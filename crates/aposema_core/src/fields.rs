use crate::params::ParamSet;
use crate::traits::{State, VectorField};
use serde::{Deserialize, Serialize};

/// Proportion of female progeny as a function of the investment skew `k`
/// and the current male proportion `rho`:
///
/// `g(k, rho) = (1 - e^(-k rho)) / (1 + e^(-k rho))`
///
/// Maps into [0, 1) for k, rho >= 0, with `g(k, 0) = 0`.
pub fn g(k: f64, rho: f64) -> f64 {
    let e = (-k * rho).exp();
    (1.0 - e) / (1.0 + e)
}

/// Male proportion `m / (f + m)`, defined as exactly 0 when the population
/// is empty so the field functions never divide by zero.
pub fn male_proportion(f: f64, m: f64) -> f64 {
    let total = f + m;
    if total > 0.0 {
        m / total
    } else {
        0.0
    }
}

/// Each species' predation term depends only on its own defended females.
///
/// Covers one species alone (`ab = 0`, `cb = 0`), two allopatric species
/// (`cb = 0`) and two sympatric species without a shared mimicry ring.
pub struct NoMimicry;

/// Both species pool their warning signal: predation for either species is
/// relaxed by the community-wide defended density `l1 F1 + l2 F2`, discounted
/// by the community-wide male proportion.
pub struct Mimicry;

/// Dimorphic sex-limited mimicry. Species 1 is monomorphic; species 2 is
/// dimorphic, with only its males joining species 1's mimicry ring.
pub struct Dslm;

impl VectorField for NoMimicry {
    fn apply(&self, _t: f64, n: &State, p: &ParamSet, out: &mut State) {
        let [f1, m1, f2, m2] = *n;
        let rho1 = male_proportion(f1, m1);
        let rho2 = male_proportion(f2, m2);

        let den1 = 1.0 + p.l1 * f1 * (1.0 - p.b_mim * rho1);
        let den2 = 1.0 + p.l2 * f2 * (1.0 - p.b_mim * rho2);

        out[0] = f1 * p.b * g(p.k1, rho1)
            - p.d * f1
            - f1 * p.p * (1.0 - p.a * p.l1) / den1
            - (p.cw * f1 + p.cb * f2) * f1 / p.k_cap;
        out[1] = f1 * p.b * (1.0 - g(p.k1, rho1)) - p.d * m1 - m1 * p.p / den1;
        out[2] = f2 * p.b * g(p.k2, rho2)
            - p.d * f2
            - f2 * p.p * (1.0 - p.a * p.l2) / den2
            - (p.cw * f2 + p.cb * f1) * f2 / p.k_cap;
        out[3] = f2 * p.b * (1.0 - g(p.k2, rho2)) - p.d * m2 - m2 * p.p / den2;
    }
}

impl VectorField for Mimicry {
    fn apply(&self, _t: f64, n: &State, p: &ParamSet, out: &mut State) {
        let [f1, m1, f2, m2] = *n;
        let rho1 = male_proportion(f1, m1);
        let rho2 = male_proportion(f2, m2);
        // Male proportion across the whole mimetic community.
        let rho3 = male_proportion(f1 + f2, m1 + m2);

        let den = 1.0 + (p.l1 * f1 + p.l2 * f2) * (1.0 - p.b_mim * rho3);

        out[0] = f1 * p.b * g(p.k1, rho1)
            - p.d * f1
            - f1 * p.p * (1.0 - p.a * p.l1) / den
            - (p.cw * f1 + p.cb * f2) * f1 / p.k_cap;
        out[1] = f1 * p.b * (1.0 - g(p.k1, rho1)) - p.d * m1 - m1 * p.p / den;
        out[2] = f2 * p.b * g(p.k2, rho2)
            - p.d * f2
            - f2 * p.p * (1.0 - p.a * p.l2) / den
            - (p.cw * f2 + p.cb * f1) * f2 / p.k_cap;
        out[3] = f2 * p.b * (1.0 - g(p.k2, rho2)) - p.d * m2 - m2 * p.p / den;
    }
}

impl VectorField for Dslm {
    fn apply(&self, _t: f64, n: &State, p: &ParamSet, out: &mut State) {
        let [f1, m1, f2, m2] = *n;
        let rho1 = male_proportion(f1, m1);
        let rho2 = male_proportion(f2, m2);
        // Male proportion of the mimetic community: species 1 plus the
        // mimetic males of species 2. F2 carries a different signal and is
        // not part of the ring.
        let rho3 = male_proportion(f1, m1 + m2);

        // Species 1 and the species-2 mimetic males share this denominator.
        let den1 = 1.0 + p.l1 * f1 * (1.0 - p.b_mim * rho3);
        // Species-2 females rely on their own signal; no learning cost.
        let den2 = 1.0 + p.l2 * f2;

        out[0] = f1 * p.b * g(p.k1, rho1)
            - p.d * f1
            - f1 * p.p * (1.0 - p.a * p.l1) / den1
            - (p.cw * f1 + p.cb * f2) * f1 / p.k_cap;
        out[1] = f1 * p.b * (1.0 - g(p.k1, rho1)) - p.d * m1 - m1 * p.p / den1;
        out[2] = f2 * p.b * g(p.k2, rho2)
            - p.d * f2
            - f2 * p.p * (1.0 - p.a * p.l2) / den2
            - (p.cw * f2 + p.cb * f1) * f2 / p.k_cap;
        out[3] = f2 * p.b * (1.0 - g(p.k2, rho2)) - p.d * m2 - m2 * p.p / den1;
    }
}

/// Regime selector used by configuration and the sweep generator.
#[derive(Debug, Clone, Copy, PartialEq, Eq, Serialize, Deserialize)]
#[serde(rename_all = "kebab-case")]
pub enum Regime {
    NoMimicry,
    Mimicry,
    Dslm,
}

impl VectorField for Regime {
    fn apply(&self, t: f64, n: &State, p: &ParamSet, out: &mut State) {
        match self {
            Regime::NoMimicry => NoMimicry.apply(t, n, p, out),
            Regime::Mimicry => Mimicry.apply(t, n, p, out),
            Regime::Dslm => Dslm.apply(t, n, p, out),
        }
    }
}

#[cfg(test)]
mod tests {
    use super::{g, male_proportion, Mimicry, NoMimicry, Regime};
    use crate::params::{baseline, ParamSet};
    use crate::traits::VectorField;

    #[test]
    fn g_is_zero_at_zero_male_proportion() {
        assert_eq!(g(3.0, 0.0), 0.0);
        assert_eq!(g(0.0, 0.0), 0.0);
    }

    #[test]
    fn g_stays_in_unit_interval_and_is_monotone() {
        for k in [0.3, 1.0, 3.0, 10.0] {
            let mut previous = -1.0;
            for i in 0..=100 {
                let rho = i as f64 / 100.0;
                let value = g(k, rho);
                assert!((0.0..1.0).contains(&value), "g({k}, {rho}) = {value}");
                assert!(value >= previous, "g not monotone at rho = {rho}");
                previous = value;
            }
        }
    }

    #[test]
    fn male_proportion_of_empty_population_is_zero() {
        let rho = male_proportion(0.0, 0.0);
        assert_eq!(rho, 0.0);
        assert!(!rho.is_nan());
    }

    #[test]
    fn male_proportion_of_all_male_population_is_one() {
        assert_eq!(male_proportion(0.0, 10.0), 1.0);
    }

    #[test]
    fn absent_species_has_zero_derivatives() {
        let p = baseline();
        let n = [500.0, 500.0, 0.0, 0.0];
        let mut out = [f64::NAN; 4];
        NoMimicry.apply(0.0, &n, &p, &mut out);
        assert_eq!(out[2], 0.0);
        assert_eq!(out[3], 0.0);
        assert!(out[0].is_finite() && out[1].is_finite());
    }

    #[test]
    fn symmetric_species_get_symmetric_mimicry_derivatives() {
        let p = ParamSet {
            ab2: 1000.0,
            l2: 0.05,
            ..baseline()
        };
        let n = [400.0, 300.0, 400.0, 300.0];
        let mut out = [0.0; 4];
        Mimicry.apply(0.0, &n, &p, &mut out);
        assert!((out[0] - out[2]).abs() < 1e-12);
        assert!((out[1] - out[3]).abs() < 1e-12);
    }

    #[test]
    fn mimicry_relaxes_predation_on_the_undefended_partner() {
        // Species 2 is undefended (l2 = 0); pooling with species 1's signal
        // must not hurt it compared to standing alone.
        let p = ParamSet {
            ab2: 1000.0,
            b_mim: 0.0,
            ..baseline()
        };
        let n = [400.0, 300.0, 400.0, 300.0];
        let mut alone = [0.0; 4];
        let mut pooled = [0.0; 4];
        NoMimicry.apply(0.0, &n, &p, &mut alone);
        Mimicry.apply(0.0, &n, &p, &mut pooled);
        assert!(pooled[2] > alone[2]);
        assert!(pooled[3] > alone[3]);
    }

    #[test]
    fn regime_selector_matches_the_underlying_field() {
        let p = baseline();
        let n = [500.0, 400.0, 50.0, 40.0];
        let mut direct = [0.0; 4];
        let mut via_regime = [0.0; 4];
        NoMimicry.apply(0.0, &n, &p, &mut direct);
        Regime::NoMimicry.apply(0.0, &n, &p, &mut via_regime);
        assert_eq!(direct, via_regime);
    }
}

WORK ORDER => All that belongs in the answer is the lines from the start of the entries above through the line containing "impl VectorField for NoMimicry", each given exactly.

COMPLETED EXERCISE =>
filename crates/aposema_core/src/fields.rs
use crate::params::ParamSet;
use crate::traits::{State, VectorField};
use serde::{Deserialize, Serialize};

/// Proportion of female progeny as a function of the investment skew `k`
/// and the current male proportion `rho`:
///
/// `g(k, rho) = (1 - e^(-k rho)) / (1 + e^(-k rho))`
///
/// Maps into [0, 1) for k, rho >= 0, with `g(k, 0) = 0`.
pub fn g(k: f64, rho: f64) -> f64 {
    let e = (-k * rho).exp();
    (1.0 - e) / (1.0 + e)
}

/// Male proportion `m / (f + m)`, defined as exactly 0 when the population
/// is empty so the field functions never divide by zero.
pub fn male_proportion(f: f64, m: f64) -> f64 {
    let total = f + m;
    if total > 0.0 {
        m / total
    } else {
        0.0
    }
}

/// Each species' predation term depends only on its own defended females.
///
/// Covers one species alone (`ab = 0`, `cb = 0`), two allopatric species
/// (`cb = 0`) and two sympatric species without a shared mimicry ring.
pub struct NoMimicry;

/// Both species pool their warning signal: predation for either species is
/// relaxed by the community-wide defended density `l1 F1 + l2 F2`, discounted
/// by the community-wide male proportion.
pub struct Mimicry;

/// Dimorphic sex-limited mimicry. Species 1 is monomorphic; species 2 is
/// dimorphic, with only its males joining species 1's mimicry ring.
pub struct Dslm;

impl VectorField for NoMimicry {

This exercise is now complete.